You need to purchase optional SUM insurance on your auto liability policy to protect you from drivers who do not carry enough insurance. New York law requires that you have auto liability insurance coverage. The minimum amount of liability coverage is:
- $10,000 for property damage for a single accident
- $25,000 for bodily injury and $50,000 for death for a person involved in an accident
- $50,000 for bodily injury and $100,000 for death for two or more people in an accident
If you are seriously injured in an automobile accident, $25,000 is not enough coverage to make you whole. SUM insurance is optional coverage that can be purchased to protect you and your family from an automobile accident where the other driver is only caring minimal insurance limits. The Supplementary Uninsured Motorist (SUM) endorsement affords both UM and UIM protection. 11 N.Y.C.R.R. §60-2.3(f). “A bodily injury liability policy only protects third persons who may be involved in a motor vehicle accident. High limits will benefit a stranger, but not provide any protection to one’s own family. In contrast, the SUM endorsement pennits one to set a minimum level of financial protection that will potentially be available to cover the pain and suffering and economic loss of the claimant and his or her family.”https://www.nysba.org/Sections/Torts_Insurance_Compensation/TICL_PDFs/SUM_Coverage_in_New_York-5_Things_you_need_to_know_pdf.html
If you are financing your vehicle you probably have more than the state minimum in liability coverage, as most lenders require bodily injury limits of at least $100,000/$300,000. This means the limit of insurance for any one accident is $100,000 to any one person, and $300,000 for all people involved in the accident. Others may require at least a $300,000 CSL, which is a combined single limit, meaning the insurer will pay no more than $300,000 for all people involved in the accident; but, any individual may get up to $300,000.
The declarations page on your auto policy will show the limits of your various coverage. Your SUM limit should match your liability limits. Once you have purchased a higher limit liability policy the premium for additional SUM coverage is relatively small. Let’s say you have $250,000/$500,000 listed on the declaration page as your bodily injury limits, and only $100,000 listed for your SUM limit, you should ask your agent in increase your SUM limit to $250,000.
If you carry a personal umbrella policy or excess policy you may be able to purchase a SUM endorsement for it. So for example, if you are carrying a one million dollar umbrella policy that requires a minimum of $250,000/$500 in underlying automobile liability insurance, you have up to $1.25 million in insurance coverage available to someone suing you for a car accident. If you purchase SUM endorsements equal to your liability coverage you will have that amount potentially available to you, rather than just the minimum $25,000, for the serious injuries you sustained when the other car ran the red light and plowed into you because they were texting rather than attentively driving.

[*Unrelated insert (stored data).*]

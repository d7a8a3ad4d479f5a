//! Economy policy endpoints

use crate::{ApiResult, ApiState};
use axum::{
    extract::State,
    http::{header::AUTHORIZATION, HeaderMap},
    routing::{get, put},
    Json, Router,
};
use economics::EconomyPolicy;
use serde::Serialize;

pub fn policy_routes() -> Router<ApiState> {
    Router::new().route("/", get(get_policy))
}

pub fn admin_routes() -> Router<ApiState> {
    Router::new().route("/policy", put(replace_policy))
}

async fn get_policy(State(state): State<ApiState>) -> Json<EconomyPolicy> {
    Json(state.economy.policy())
}

#[derive(Serialize)]
struct PolicyUpdateResponse {
    previous: EconomyPolicy,
    current: EconomyPolicy,
}

async fn replace_policy(
    State(state): State<ApiState>,
    headers: HeaderMap,
    Json(policy): Json<EconomyPolicy>,
) -> ApiResult<Json<PolicyUpdateResponse>> {
    state.authorize_admin(headers.get(AUTHORIZATION).and_then(|v| v.to_str().ok()))?;
    let previous = state.economy.replace_policy(policy)?;
    Ok(Json(PolicyUpdateResponse {
        previous,
        current: policy,
    }))
}
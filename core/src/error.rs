//! Store error types

use chrono::{DateTime, Utc};
use thiserror::Error;

/// Errors returned by `LedgerStore` and `MessageStore` implementations.
///
/// The first group are outcomes of conditional updates: the store refused the
/// mutation and nothing was written. `Unavailable` is transient and may be
/// retried; `Backend` and `Serialization` are not.
#[derive(Error, Debug, Clone, PartialEq, Eq)]
pub enum StoreError {
    #[error("Account not found: {0}")]
    AccountNotFound(String),

    #[error("Content not found: {0}")]
    ContentNotFound(String),

    #[error("Insufficient funds: available {available}, required {required}")]
    InsufficientFunds { available: u64, required: u64 },

    #[error("Content already unlocked: {0}")]
    AlreadyUnlocked(String),

    #[error("Withdrawal cooldown active until {ready_at}")]
    CooldownActive { ready_at: DateTime<Utc> },

    #[error("Balance overflow for account {0}")]
    Overflow(String),

    #[error("Store unavailable: {0}")]
    Unavailable(String),

    #[error("Storage backend error: {0}")]
    Backend(String),

    #[error("Serialization error: {0}")]
    Serialization(String),
}

impl StoreError {
    /// Whether retrying the same call may succeed
    pub fn is_transient(&self) -> bool {
        matches!(self, StoreError::Unavailable(_))
    }
}

pub type StoreResult<T> = std::result::Result<T, StoreError>;

impl From<sled::Error> for StoreError {
    fn from(e: sled::Error) -> Self {
        StoreError::Backend(e.to_string())
    }
}

impl From<bincode::Error> for StoreError {
    fn from(e: bincode::Error) -> Self {
        StoreError::Serialization(e.to_string())
    }
}
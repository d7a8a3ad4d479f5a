//! Economy policy configuration
//!
//! The policy is owned by an admin surface. Engines only ever read a
//! snapshot through [`PolicyHandle`]; replacing the policy validates it first.

use parking_lot::RwLock;
use serde::{Deserialize, Serialize};
use std::sync::Arc;
use std::time::Duration;
use thiserror::Error;

use crate::constants::*;

#[derive(Error, Debug, Clone, PartialEq)]
pub enum PolicyError {
    #[error("Commission must be in [0, 1): got {0}")]
    InvalidCommission(f64),

    #[error("Credit rate must be a non-negative number: got {0}")]
    InvalidCreditRate(f64),

    #[error("Reward credits must be positive")]
    InvalidRewardCredits,

    #[error("Failed to parse policy: {0}")]
    Parse(String),
}

#[derive(Debug, Clone, Copy, PartialEq, Serialize, Deserialize)]
#[serde(default)]
pub struct EconomyPolicy {
    /// Fraction of each sale retained by the platform
    pub commission: f64,
    /// Currency units per credit, used to value payouts
    pub credit_rate: f64,
    pub withdrawal_cooldown_hours: u64,
    pub chat_rate_per_1000_chars: u64,
    pub max_images: u32,
    pub max_videos: u32,
    pub reward_credits: u64,
    /// Per-user reward cooldown; 0 disables it
    pub reward_cooldown_secs: u64,
}

impl Default for EconomyPolicy {
    fn default() -> Self {
        Self {
            commission: DEFAULT_COMMISSION,
            credit_rate: DEFAULT_CREDIT_RATE,
            withdrawal_cooldown_hours: DEFAULT_WITHDRAWAL_COOLDOWN_HOURS,
            chat_rate_per_1000_chars: DEFAULT_CHAT_RATE_PER_1000_CHARS,
            max_images: DEFAULT_MAX_IMAGES,
            max_videos: DEFAULT_MAX_VIDEOS,
            reward_credits: REWARD_CREDITS,
            reward_cooldown_secs: 0,
        }
    }
}

impl EconomyPolicy {
    pub fn validate(&self) -> Result<(), PolicyError> {
        if !self.commission.is_finite() || !(0.0..1.0).contains(&self.commission) {
            return Err(PolicyError::InvalidCommission(self.commission));
        }
        if !self.credit_rate.is_finite() || self.credit_rate < 0.0 {
            return Err(PolicyError::InvalidCreditRate(self.credit_rate));
        }
        if self.reward_credits == 0 {
            return Err(PolicyError::InvalidRewardCredits);
        }
        Ok(())
    }

    /// Parse and validate a policy from a TOML document
    pub fn from_toml_str(raw: &str) -> Result<Self, PolicyError> {
        let policy: Self = toml::from_str(raw).map_err(|e| PolicyError::Parse(e.to_string()))?;
        policy.validate()?;
        Ok(policy)
    }

    /// Commission in parts per billion, the resolution `split_sale` works at
    pub fn commission_ppb(&self) -> u64 {
        (self.commission * COMMISSION_SCALE as f64).round() as u64
    }

    pub fn withdrawal_cooldown(&self) -> Duration {
        Duration::from_secs(self.withdrawal_cooldown_hours.saturating_mul(3600))
    }

    pub fn reward_cooldown(&self) -> Option<Duration> {
        (self.reward_cooldown_secs > 0).then(|| Duration::from_secs(self.reward_cooldown_secs))
    }
}

/// Shared read-mostly access to the current policy
#[derive(Debug, Clone)]
pub struct PolicyHandle {
    inner: Arc<RwLock<EconomyPolicy>>,
}

impl PolicyHandle {
    pub fn new(policy: EconomyPolicy) -> Result<Self, PolicyError> {
        policy.validate()?;
        Ok(Self {
            inner: Arc::new(RwLock::new(policy)),
        })
    }

    pub fn snapshot(&self) -> EconomyPolicy {
        *self.inner.read()
    }

    /// Swap in a new policy; the old one stays active if validation fails
    pub fn replace(&self, policy: EconomyPolicy) -> Result<EconomyPolicy, PolicyError> {
        policy.validate()?;
        let mut current = self.inner.write();
        Ok(std::mem::replace(&mut *current, policy))
    }
}

impl Default for PolicyHandle {
    fn default() -> Self {
        Self {
            inner: Arc::new(RwLock::new(EconomyPolicy::default())),
        }
    }
}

Note you ordinarily can’t purchase SUM limits that are higher than your bodily injury limits so you have to purchase those higher limits. Some folks think that if they carry higher insurance limits they are more likely to get sued, or that if they are sued their case is not as likely to settle. In our experience, insured defendants with higher limit policies are better defended by more experienced defense attorneys, and administered at the insurance company by their most experienced claims professionals—if for no other reason than the insurance company has much more at stake when their insured has $1 million in coverage versus the minimum $25,000.